Available data:
use std::rc::Rc;

use serde_json::Value;

use crate::{
    container::Context,
    errors::PbjError,
    factories::{Factory, Service},
    key::{KeyId, ServiceKey},
    resolver::{rc::downcast_required, Pbj},
    types::{Instance, TypeInfo},
};

#[derive(Debug, Clone, PartialEq, Eq)]
enum Segment {
    Field(String),
    Index(usize),
}

/// Parses `a.b[0].c`
fn parse_path(path: &str) -> Result<Vec<Segment>, PbjError> {
    let invalid = || PbjError::InvalidArgument(format!("malformed path '{path}'"));
    let mut segments = Vec::new();

    for part in path.split('.') {
        let (field, mut indices) = match part.find('[') {
            Some(open) => (&part[..open], &part[open..]),
            None => (part, ""),
        };

        if !field.is_empty() {
            segments.push(Segment::Field(field.to_string()));
        } else if indices.is_empty() {
            return Err(invalid());
        }

        while !indices.is_empty() {
            let close = indices.find(']').ok_or_else(invalid)?;
            if !indices.starts_with('[') {
                return Err(invalid());
            }
            let index = indices[1..close].parse().map_err(|_| invalid())?;
            segments.push(Segment::Index(index));
            indices = &indices[close + 1..];
        }
    }

    Ok(segments)
}

fn navigate<'a>(value: &'a Value, segments: &[Segment]) -> Option<&'a Value> {
    segments.iter().try_fold(value, |current, segment| match segment {
        Segment::Field(name) => current.get(name.as_str()),
        Segment::Index(index) => current.get(*index),
    })
}

impl Context {
    /// A service holding the value found at `path` inside a JSON service
    ///
    /// The derived service depends on `source` and follows its changes. A missing or null
    /// value resolves to `default`, or to null without one. The same source and path give
    /// the same derived service.
    pub fn path_of<K>(
        &self,
        source: &K,
        path: &str,
        default: Option<Value>,
    ) -> Result<Pbj<Value>, PbjError>
    where
        K: ServiceKey<Output = Value>,
    {
        let source = source.key_id();
        let memo = (source.clone(), path.to_string());
        if let Some(existing) = self.0.paths.borrow().get(&memo).cloned() {
            return Ok(self.pbj_id(existing));
        }

        let segments = parse_path(path)?;
        let key = KeyId::symbol(&format!("{source}.{path}"));
        let record = self.record_id(&key);
        record.set_optional(true);
        record.add_dependency(&source);

        let from = source.clone();
        record.set_service(Service::Factory(Factory::raw(
            TypeInfo::of::<Value>(),
            move |resolution| {
                let root: Rc<Value> =
                    downcast_required(&from, resolution.resolve_instance(&from)?)?;
                let found = navigate(&root, &segments)
                    .filter(|value| !value.is_null())
                    .cloned()
                    .or_else(|| default.clone());
                Ok(found.map(Instance::new))
            },
        )));

        self.0.paths.borrow_mut().insert(memo, key.clone());
        Ok(self.pbj_id(key))
    }
}

#[cfg(test)]
mod tests {
    use serde_json::json;

    use super::*;
    use crate::key::pbj_key;

    #[test]
    fn paths_are_parsed() {
        assert_eq!(
            parse_path("servers[1].port").unwrap(),
            vec![
                Segment::Field("servers".into()),
                Segment::Index(1),
                Segment::Field("port".into())
            ]
        );
        assert_eq!(parse_path("[0][2]").unwrap(), vec![Segment::Index(0), Segment::Index(2)]);
    }

    #[test]
    fn malformed_paths_are_rejected() {
        for path in ["", "a..b", "a[", "a[x]", "a]b["] {
            assert!(parse_path(path).is_err(), "{path} should be rejected");
        }
    }

    #[test]
    fn derived_values_follow_the_source() {
        let ctx = Context::new();
        let config = pbj_key::<Value>("config");
        ctx.register(&config)
            .with_value(json!({ "db": { "hosts": ["a", "b"] } }));

        let host = ctx.path_of(&config, "db.hosts[1]", None).unwrap();
        assert_eq!(*host.get().unwrap(), json!("b"));

        ctx.register(&config)
            .with_value(json!({ "db": { "hosts": ["c", "d"] } }));
        assert_eq!(*host.get().unwrap(), json!("d"));
    }

    #[test]
    fn missing_values_use_the_default() {
        let ctx = Context::new();
        let config = pbj_key::<Value>("config");
        ctx.register(&config).with_value(json!({}));

        let port = ctx.path_of(&config, "port", Some(json!(8080))).unwrap();
        assert_eq!(*port.get().unwrap(), json!(8080));

        let missing = ctx.path_of(&config, "host", None).unwrap();
        assert!(missing.get_optional().unwrap().is_none());
    }

    #[test]
    fn derived_services_are_memoized() {
        let ctx = Context::new();
        let config = pbj_key::<Value>("config");
        ctx.register(&config).with_value(json!({ "a": 1 }));

        let first = ctx.path_of(&config, "a", None).unwrap();
        let second = ctx.path_of(&config, "a", None).unwrap();
        assert_eq!(first.key(), second.key());
    }
}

Work task:
When you answer, return each line of the material exactly as it was written.

Response area:
use std::rc::Rc;

use serde_json::Value;

use crate::{
    container::Context,
    errors::PbjError,
    factories::{Factory, Service},
    key::{KeyId, ServiceKey},
    resolver::{rc::downcast_required, Pbj},
    types::{Instance, TypeInfo},
};

#[derive(Debug, Clone, PartialEq, Eq)]
enum Segment {
    Field(String),
    Index(usize),
}

/// Parses `a.b[0].c`
fn parse_path(path: &str) -> Result<Vec<Segment>, PbjError> {
    let invalid = || PbjError::InvalidArgument(format!("malformed path '{path}'"));
    let mut segments = Vec::new();

    for part in path.split('.') {
        let (field, mut indices) = match part.find('[') {
            Some(open) => (&part[..open], &part[open..]),
            None => (part, ""),
        };

        if !field.is_empty() {
            segments.push(Segment::Field(field.to_string()));
        } else if indices.is_empty() {
            return Err(invalid());
        }

        while !indices.is_empty() {
            let close = indices.find(']').ok_or_else(invalid)?;
            if !indices.starts_with('[') {
                return Err(invalid());
            }
            let index = indices[1..close].parse().map_err(|_| invalid())?;
            segments.push(Segment::Index(index));
            indices = &indices[close + 1..];
        }
    }

    Ok(segments)
}

fn navigate<'a>(value: &'a Value, segments: &[Segment]) -> Option<&'a Value> {
    segments.iter().try_fold(value, |current, segment| match segment {
        Segment::Field(name) => current.get(name.as_str()),
        Segment::Index(index) => current.get(*index),
    })
}

impl Context {
    /// A service holding the value found at `path` inside a JSON service
    ///
    /// The derived service depends on `source` and follows its changes. A missing or null
    /// value resolves to `default`, or to null without one. The same source and path give
    /// the same derived service.
    pub fn path_of<K>(
        &self,
        source: &K,
        path: &str,
        default: Option<Value>,
    ) -> Result<Pbj<Value>, PbjError>
    where
        K: ServiceKey<Output = Value>,
    {
        let source = source.key_id();
        let memo = (source.clone(), path.to_string());
        if let Some(existing) = self.0.paths.borrow().get(&memo).cloned() {
            return Ok(self.pbj_id(existing));
        }

        let segments = parse_path(path)?;
        let key = KeyId::symbol(&format!("{source}.{path}"));
        let record = self.record_id(&key);
        record.set_optional(true);
        record.add_dependency(&source);

        let from = source.clone();
        record.set_service(Service::Factory(Factory::raw(
            TypeInfo::of::<Value>(),
            move |resolution| {
                let root: Rc<Value> =
                    downcast_required(&from, resolution.resolve_instance(&from)?)?;
                let found = navigate(&root, &segments)
                    .filter(|value| !value.is_null())
                    .cloned()
                    .or_else(|| default.clone());
                Ok(found.map(Instance::new))
            },
        )));

        self.0.paths.borrow_mut().insert(memo, key.clone());
        Ok(self.pbj_id(key))
    }
}

#[cfg(test)]
mod tests {
    use serde_json::json;

    use super::*;
    use crate::key::pbj_key;

    #[test]
    fn paths_are_parsed() {
        assert_eq!(
            parse_path("servers[1].port").unwrap(),
            vec![
                Segment::Field("servers".into()),
                Segment::Index(1),
                Segment::Field("port".into())
            ]
        );
        assert_eq!(parse_path("[0][2]").unwrap(), vec![Segment::Index(0), Segment::Index(2)]);
    }

    #[test]
    fn malformed_paths_are_rejected() {
        for path in ["", "a..b", "a[", "a[x]", "a]b["] {
            assert!(parse_path(path).is_err(), "{path} should be rejected");
        }
    }

    #[test]
    fn derived_values_follow_the_source() {
        let ctx = Context::new();
        let config = pbj_key::<Value>("config");
        ctx.register(&config)
            .with_value(json!({ "db": { "hosts": ["a", "b"] } }));

        let host = ctx.path_of(&config, "db.hosts[1]", None).unwrap();
        assert_eq!(*host.get().unwrap(), json!("b"));

        ctx.register(&config)
            .with_value(json!({ "db": { "hosts": ["c", "d"] } }));
        assert_eq!(*host.get().unwrap(), json!("d"));
    }

    #[test]
    fn missing_values_use_the_default() {
        let ctx = Context::new();
        let config = pbj_key::<Value>("config");
        ctx.register(&config).with_value(json!({}));

        let port = ctx.path_of(&config, "port", Some(json!(8080))).unwrap();
        assert_eq!(*port.get().unwrap(), json!(8080));

        let missing = ctx.path_of(&config, "host", None).unwrap();
        assert!(missing.get_optional().unwrap().is_none());
    }

    #[test]
    fn derived_services_are_memoized() {
        let ctx = Context::new();
        let config = pbj_key::<Value>("config");
        ctx.register(&config).with_value(json!({ "a": 1 }));

        let first = ctx.path_of(&config, "a", None).unwrap();
        let second = ctx.path_of(&config, "a", None).unwrap();
        assert_eq!(first.key(), second.key());
    }
}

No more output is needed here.